- Exercise details -
Your answer must be every line of the data below that holds the string "consent", copied exactly.

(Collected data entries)
★ ★ ★ ★

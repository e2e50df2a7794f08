// SPDX-License-Identifier: MIT
// Copyright 2026 Roland Dreier <roland@rolandd.dev>

//! Alarm create/replace, listing, and deletion.

use calendar_alarm::error::AppError;
use calendar_alarm::models::NewAlarm;

mod common;
use common::create_test_app;

fn new_alarm(email: &str, event_id: &str, minutes: i64) -> NewAlarm {
    NewAlarm {
        email: email.to_string(),
        event_id: event_id.to_string(),
        event_title: "Standup".to_string(),
        event_start: "2024-01-01T09:00:00Z".to_string(),
        alarm_minutes_before: minutes,
    }
}

#[tokio::test]
async fn test_upsert_then_replace_keeps_single_record() {
    let app = create_test_app();
    let alarms = &app.state.alarms;

    let first = alarms.upsert_alarm(new_alarm("a@x.com", "ev1", 10)).await.unwrap();
    let listed = alarms.list_alarms("a@x.com").await.unwrap();
    assert_eq!(listed.len(), 1);
    assert_eq!(listed[0].alarm_minutes_before, 10);
    assert_eq!(listed[0].event_title, "Standup");

    let second = alarms.upsert_alarm(new_alarm("a@x.com", "ev1", 5)).await.unwrap();
    let listed = alarms.list_alarms("a@x.com").await.unwrap();
    assert_eq!(listed.len(), 1, "Second upsert must not add a row");
    assert_eq!(listed[0].alarm_minutes_before, 5);

    // Replacement keeps the original id, and the returned record is queryable.
    assert_eq!(first.id, second.id);
    assert_eq!(listed[0].id, second.id);
    assert!(second.created_at >= first.created_at);
}

#[tokio::test]
async fn test_alarms_are_per_event_and_per_user() {
    let app = create_test_app();
    let alarms = &app.state.alarms;

    alarms.upsert_alarm(new_alarm("a@x.com", "ev1", 10)).await.unwrap();
    alarms.upsert_alarm(new_alarm("a@x.com", "ev2", 15)).await.unwrap();
    alarms.upsert_alarm(new_alarm("b@x.com", "ev1", 20)).await.unwrap();

    let mut mine = alarms.list_alarms("a@x.com").await.unwrap();
    mine.sort_by(|a, b| a.event_id.cmp(&b.event_id));
    assert_eq!(mine.len(), 2);
    assert_eq!(mine[0].alarm_minutes_before, 10);
    assert_eq!(mine[1].alarm_minutes_before, 15);

    let theirs = alarms.list_alarms("b@x.com").await.unwrap();
    assert_eq!(theirs.len(), 1);
    assert_eq!(theirs[0].alarm_minutes_before, 20);
}

#[tokio::test]
async fn test_zero_and_negative_lead_times_are_stored() {
    let app = create_test_app();
    let alarms = &app.state.alarms;

    alarms.upsert_alarm(new_alarm("a@x.com", "ev1", 0)).await.unwrap();
    alarms.upsert_alarm(new_alarm("a@x.com", "ev2", -30)).await.unwrap();

    let mut listed = alarms.list_alarms("a@x.com").await.unwrap();
    listed.sort_by(|a, b| a.event_id.cmp(&b.event_id));
    assert_eq!(listed[0].alarm_minutes_before, 0);
    assert_eq!(listed[1].alarm_minutes_before, -30);
}

#[tokio::test]
async fn test_delete_then_list_is_empty() {
    let app = create_test_app();
    let alarms = &app.state.alarms;

    let alarm = alarms.upsert_alarm(new_alarm("a@x.com", "ev1", 10)).await.unwrap();
    alarms.delete_alarm(&alarm.id, "a@x.com").await.unwrap();

    assert!(alarms.list_alarms("a@x.com").await.unwrap().is_empty());
}

#[tokio::test]
async fn test_delete_with_other_email_is_not_found() {
    let app = create_test_app();
    let alarms = &app.state.alarms;

    let alarm = alarms.upsert_alarm(new_alarm("a@x.com", "ev1", 10)).await.unwrap();

    let result = alarms.delete_alarm(&alarm.id, "intruder@x.com").await;
    assert!(matches!(result, Err(AppError::AlarmNotFound)));

    let listed = alarms.list_alarms("a@x.com").await.unwrap();
    assert_eq!(listed.len(), 1, "Record must survive a foreign delete");
}

#[tokio::test]
async fn test_delete_unknown_id_is_not_found() {
    let app = create_test_app();

    let result = app.state.alarms.delete_alarm("missing", "a@x.com").await;

    assert!(matches!(result, Err(AppError::AlarmNotFound)));
}

#[tokio::test]
async fn test_deleting_twice_fails_second_time() {
    let app = create_test_app();
    let alarms = &app.state.alarms;

    let alarm = alarms.upsert_alarm(new_alarm("a@x.com", "ev1", 10)).await.unwrap();
    alarms.delete_alarm(&alarm.id, "a@x.com").await.unwrap();

    let again = alarms.delete_alarm(&alarm.id, "a@x.com").await;
    assert!(matches!(again, Err(AppError::AlarmNotFound)));
}
// SPDX-License-Identifier: MIT
// Copyright 2026 Roland Dreier <roland@rolandd.dev>

//! Upcoming event listing.

use calendar_alarm::config::Config;
use calendar_alarm::error::AppError;
use calendar_alarm::services::google::{ApiEvent, ApiEventTime};
use chrono::{Duration, Utc};

mod common;
use common::{create_test_app, create_test_app_with, stored_credential, FakeGoogle};

fn timed_event(id: &str, title: &str, start: &str) -> ApiEvent {
    ApiEvent {
        id: id.to_string(),
        summary: Some(title.to_string()),
        start: Some(ApiEventTime {
            date_time: Some(start.to_string()),
            date: None,
        }),
        ..Default::default()
    }
}

#[tokio::test]
async fn test_events_query_window() {
    let app = create_test_app();
    app.memory
        .upsert_credential(&stored_credential("a@x.com", Some(Utc::now() + Duration::hours(1))));
    let before = Utc::now();

    let events = app
        .state
        .calendar
        .list_upcoming_events("a@x.com")
        .await
        .unwrap();
    let after = Utc::now();

    assert!(events.is_empty());
    let query = app.google.last_event_query.lock().unwrap().clone().unwrap();
    assert_eq!(query.calendar_id, "primary");
    assert_eq!(query.max_results, 50);
    assert!(query.time_min >= before && query.time_min <= after);
    assert_eq!(query.time_max - query.time_min, Duration::days(30));
    assert_eq!(app.google.calls(), vec!["events:ya29.stored"]);
}

#[tokio::test]
async fn test_events_are_normalized_in_order() {
    let google = FakeGoogle {
        events: vec![
            timed_event("ev1", "Standup", "2024-01-01T09:00:00Z"),
            ApiEvent {
                id: "ev2".to_string(),
                start: Some(ApiEventTime {
                    date_time: None,
                    date: Some("2024-01-02".to_string()),
                }),
                ..Default::default()
            },
        ],
        ..Default::default()
    };
    let app = create_test_app_with(Config::test_default(), google);
    app.memory.upsert_credential(&stored_credential("a@x.com", None));

    let events = app
        .state
        .calendar
        .list_upcoming_events("a@x.com")
        .await
        .unwrap();

    assert_eq!(events.len(), 2);
    assert_eq!(events[0].id, "ev1");
    assert_eq!(events[0].title, "Standup");
    assert_eq!(events[0].start.as_deref(), Some("2024-01-01T09:00:00Z"));
    assert_eq!(events[1].title, "No Title");
    assert_eq!(events[1].start.as_deref(), Some("2024-01-02"));
    assert_eq!(events[1].end, None);
}

#[tokio::test]
async fn test_expired_token_is_refreshed_before_listing() {
    let app = create_test_app();
    app.memory
        .upsert_credential(&stored_credential("a@x.com", Some(Utc::now() - Duration::hours(1))));

    app.state
        .calendar
        .list_upcoming_events("a@x.com")
        .await
        .unwrap();

    assert_eq!(
        app.google.calls(),
        vec!["refresh:1//stored-refresh", "events:ya29.refreshed"]
    );
}

#[tokio::test]
async fn test_google_failure_is_calendar_fetch_failed() {
    let google = FakeGoogle {
        events_status: Some(403),
        ..Default::default()
    };
    let app = create_test_app_with(Config::test_default(), google);
    app.memory.upsert_credential(&stored_credential("a@x.com", None));

    let result = app.state.calendar.list_upcoming_events("a@x.com").await;

    assert!(matches!(result, Err(AppError::CalendarFetchFailed(_))));
}

#[tokio::test]
async fn test_unknown_user_is_unauthenticated() {
    let app = create_test_app();

    let result = app.state.calendar.list_upcoming_events("nobody@x.com").await;

    assert!(matches!(result, Err(AppError::Unauthenticated)));
    assert!(app.google.calls().is_empty());
}
// SPDX-License-Identifier: MIT
// Copyright 2026 Roland Dreier <roland@rolandd.dev>

//! Google OAuth authorization-code flow.
//!
//! The authorization URL carries no `state` or PKCE parameter, so the
//! callback cannot tell a forged request from a real one.
// TODO: add a signed `state` parameter and verify it in `complete_exchange`.

use crate::config::Config;
use crate::db::Store;
use crate::error::AppError;
use crate::models::UserCredential;
use crate::services::google::{GoogleApi, GoogleApiError};
use crate::time_utils::format_utc_rfc3339;
use chrono::Utc;
use std::sync::Arc;

pub const GOOGLE_AUTH_URI: &str = "https://accounts.google.com/o/oauth2/v2/auth";

/// Scopes requested at consent time.
pub const GOOGLE_SCOPES: [&str; 2] = [
    "https://www.googleapis.com/auth/calendar.readonly",
    "https://www.googleapis.com/auth/userinfo.email",
];

/// Result of a completed OAuth callback.
#[derive(Debug, Clone, PartialEq)]
pub struct OAuthResult {
    pub email: String,
    /// Frontend URL to send the browser to
    pub redirect_to: String,
}

/// Builds the consent URL and finishes the code exchange.
#[derive(Clone)]
pub struct OAuthFlow {
    config: Config,
    store: Store,
    google: Arc<dyn GoogleApi>,
}

impl OAuthFlow {
    pub fn new(config: Config, store: Store, google: Arc<dyn GoogleApi>) -> Self {
        Self {
            config,
            store,
            google,
        }
    }

    /// Google consent URL requesting offline access.
    pub fn build_authorization_url(&self) -> Result<String, AppError> {
        if !self.config.oauth_configured() {
            tracing::error!("Login attempted without a configured Google client ID");
            return Err(AppError::OAuthNotConfigured);
        }

        let scope = GOOGLE_SCOPES.join(" ");
        let params = [
            ("client_id", self.config.google_client_id.as_str()),
            ("redirect_uri", self.config.google_redirect_uri.as_str()),
            ("response_type", "code"),
            ("scope", scope.as_str()),
            ("access_type", "offline"),
            ("prompt", "consent"),
        ];

        let query = params
            .iter()
            .map(|(k, v)| format!("{}={}", k, urlencoding::encode(v)))
            .collect::<Vec<_>>()
            .join("&");

        Ok(format!("{}?{}", GOOGLE_AUTH_URI, query))
    }

    /// Exchange `code` for tokens, identify the user, and store the tokens.
    ///
    /// The stored token bundle is replaced wholesale. Nothing is written if
    /// any step before the upsert fails.
    pub async fn complete_exchange(&self, code: &str) -> Result<OAuthResult, AppError> {
        tracing::info!("Exchanging authorization code for tokens");

        let tokens = self
            .google
            .exchange_code(code)
            .await
            .map_err(|e| match e {
                GoogleApiError::Status { status, body } => {
                    tracing::error!(status, body = %body, "Google token exchange failed");
                    AppError::TokenExchangeFailed
                }
                other => {
                    tracing::error!(error = %other, "OAuth callback error");
                    AppError::ExchangeError(other.to_string())
                }
            })?;

        let user_info = self
            .google
            .fetch_user_info(&tokens.access_token)
            .await
            .map_err(|e| match e {
                GoogleApiError::Status { status, body } => {
                    tracing::error!(status, body = %body, "Google userinfo lookup failed");
                    AppError::UserInfoFailed
                }
                other => {
                    tracing::error!(error = %other, "OAuth callback error");
                    AppError::ExchangeError(other.to_string())
                }
            })?;

        let email = user_info.email.filter(|e| !e.is_empty()).ok_or_else(|| {
            AppError::ExchangeError("userinfo response has no email".to_string())
        })?;

        let now = Utc::now();
        let credential = UserCredential {
            email: email.clone(),
            google_tokens: Some(tokens.with_expiry_from(now)),
            updated_at: format_utc_rfc3339(now),
        };

        self.store
            .upsert_credential(&credential)
            .await
            .map_err(|e| {
                tracing::error!(email = %email, error = %e, "Failed to store Google tokens");
                AppError::ExchangeError(e.to_string())
            })?;

        tracing::info!(email = %email, "OAuth successful, tokens stored");

        Ok(OAuthResult {
            redirect_to: self.redirect_target(&email),
            email,
        })
    }

    /// Frontend landing URL after a successful login.
    pub fn redirect_target(&self, email: &str) -> String {
        let frontend = match self.config.cors_origins.first() {
            Some(origin) if origin != "*" => origin.as_str(),
            _ => self.config.frontend_url.as_str(),
        };

        format!(
            "{}/?email={}&auth=success",
            frontend.trim_end_matches('/'),
            urlencoding::encode(email)
        )
    }
}
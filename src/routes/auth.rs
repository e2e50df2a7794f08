// SPDX-License-Identifier: MIT
// Copyright 2026 Roland Dreier <roland@rolandd.dev>

//! Google OAuth authentication routes.

use axum::{
    extract::{rejection::QueryRejection, Query, State},
    response::Redirect,
    routing::get,
    Json, Router,
};
use serde::{Deserialize, Serialize};
use std::sync::Arc;
#[cfg(feature = "binding-generation")]
use ts_rs::TS;

use super::EmailQuery;
use crate::error::{AppError, Result};
use crate::AppState;

pub fn routes() -> Router<Arc<AppState>> {
    Router::new()
        .route("/api/auth/google/login", get(google_login))
        .route("/api/auth/google/callback", get(google_callback))
        .route("/api/auth/status", get(auth_status))
}

#[derive(Serialize)]
#[cfg_attr(feature = "binding-generation", derive(TS))]
#[cfg_attr(
    feature = "binding-generation",
    ts(export, export_to = "web/src/lib/generated/")
)]
pub struct LoginResponse {
    pub authorization_url: String,
}

/// Start OAuth flow - hand the consent URL to the frontend.
async fn google_login(State(state): State<Arc<AppState>>) -> Result<Json<LoginResponse>> {
    let authorization_url = state.oauth.build_authorization_url()?;
    tracing::info!("Starting OAuth flow");
    Ok(Json(LoginResponse { authorization_url }))
}

#[derive(Deserialize)]
pub struct CallbackParams {
    #[serde(default)]
    code: Option<String>,
}

/// OAuth callback - exchange code for tokens, then send the browser home.
async fn google_callback(
    State(state): State<Arc<AppState>>,
    params: std::result::Result<Query<CallbackParams>, QueryRejection>,
) -> Result<Redirect> {
    let Query(params) = params?;
    let code = params.code.filter(|c| !c.is_empty()).ok_or_else(|| {
        AppError::BadRequest("Missing required query parameter: code".to_string())
    })?;

    let result = state.oauth.complete_exchange(&code).await?;

    Ok(Redirect::temporary(&result.redirect_to))
}

#[derive(Serialize)]
#[cfg_attr(feature = "binding-generation", derive(TS))]
#[cfg_attr(
    feature = "binding-generation",
    ts(export, export_to = "web/src/lib/generated/")
)]
pub struct AuthStatusResponse {
    pub authenticated: bool,
    #[serde(skip_serializing_if = "Option::is_none")]
    pub email: Option<String>,
}

/// Whether Google tokens are stored for the given email.
async fn auth_status(
    State(state): State<Arc<AppState>>,
    query: std::result::Result<Query<EmailQuery>, QueryRejection>,
) -> Result<Json<AuthStatusResponse>> {
    let Query(query) = query?;
    let email = query.require()?;

    let authenticated = state
        .store
        .get_credential(&email)
        .await?
        .is_some_and(|c| c.google_tokens.is_some());

    Ok(Json(AuthStatusResponse {
        authenticated,
        email: authenticated.then_some(email),
    }))
}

★ ★ ★ ★

- Response to this exercise -
/// Scopes requested at consent time.
/// Builds the consent URL and finishes the code exchange.
    /// Google consent URL requesting offline access.
            ("prompt", "consent"),
/// Start OAuth flow - hand the consent URL to the frontend.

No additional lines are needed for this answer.